Morgan Moore, training officer at the Installation Operations Center in Bldg. 106, once saw the copier printing blank pages by itself at 2 a.m. He was once notified by patrolling military police that a supply closet was open, though the access door was locked, and locked it up again. Two hours later, the door was reported open again. Moore’s wife, who is a spiritual healer and medium, has seen a Korean man, children and nurses in Bldg. 106.

Eventually, the activity prompted a request for a kahu to bless the building. Moore said lei that the kahu brought for the blessing are with the building today.

In Bldg. 105, those who stay late at work have heard footsteps and whispering.

Though Hays said hauntings allegedly seem to occur during renovations, one story in particular was the opposite.

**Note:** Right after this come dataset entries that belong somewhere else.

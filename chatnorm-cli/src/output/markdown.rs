//! Markdown output formatter

use super::{OutputFormatter, TurnRecord};
use anyhow::Result;
use std::io::Write;

/// Markdown formatter - one section per transcript, tiers as a numbered list
pub struct MarkdownFormatter<W: Write> {
    writer: W,
    current_file: Option<String>,
    file_count: usize,
    turn_count: usize,
}

impl<W: Write> MarkdownFormatter<W> {
    /// Create a new markdown formatter
    pub fn new(writer: W) -> Self {
        Self {
            writer,
            current_file: None,
            file_count: 0,
            turn_count: 0,
        }
    }
}

impl<W: Write + Send + Sync> OutputFormatter for MarkdownFormatter<W> {
    fn format_turn(&mut self, record: &TurnRecord) -> Result<()> {
        if self.current_file.as_deref() != Some(record.file.as_str()) {
            if self.current_file.is_some() {
                writeln!(self.writer)?;
            }
            writeln!(self.writer, "## {}", record.file)?;
            writeln!(self.writer)?;
            self.current_file = Some(record.file.clone());
            self.file_count += 1;
        }

        self.turn_count += 1;
        writeln!(
            self.writer,
            "{}. **{}**: {}",
            self.turn_count, record.speaker, record.normalized
        )?;
        Ok(())
    }

    fn finish(&mut self) -> Result<()> {
        writeln!(self.writer)?;
        writeln!(self.writer, "---")?;
        writeln!(
            self.writer,
            "*Total utterances: {} in {} file(s)*",
            self.turn_count, self.file_count
        )?;
        self.writer.flush()?;
        Ok(())
    }
}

Hays described a Soldier known as Andrew, who was said to have been killed during the Dec. 7, 1941, attack of WAAF by the Japanese. Andrew’s spirit was known to haunt Bldg. 108 on WAAF, and Hays said there was a picture of him in Bldg. 108 but when the building was renovated, the sightings stopped and the picture was lost.

Families living on post while stationed in Hawaii have also described experiences. Hays said families living in four or five houses on Lyman Road near the post cemetery have had kitchen cabinet doors opening and closing on their own.

Military families submit stories anonymously toarmywife101.com about their paranormal experiences during October. One person posted that when they lived in old housing in 2008 at Schofield Barracks, there was whispering and “a man with no legs.” Another post mentioned the ghost of a World War II-era Soldier who told the author to “get out.”

Other stories can be found while researching on the web. Whether you’re making a permanent change of station, starting a new job on one of the posts, or just visiting, what might you see?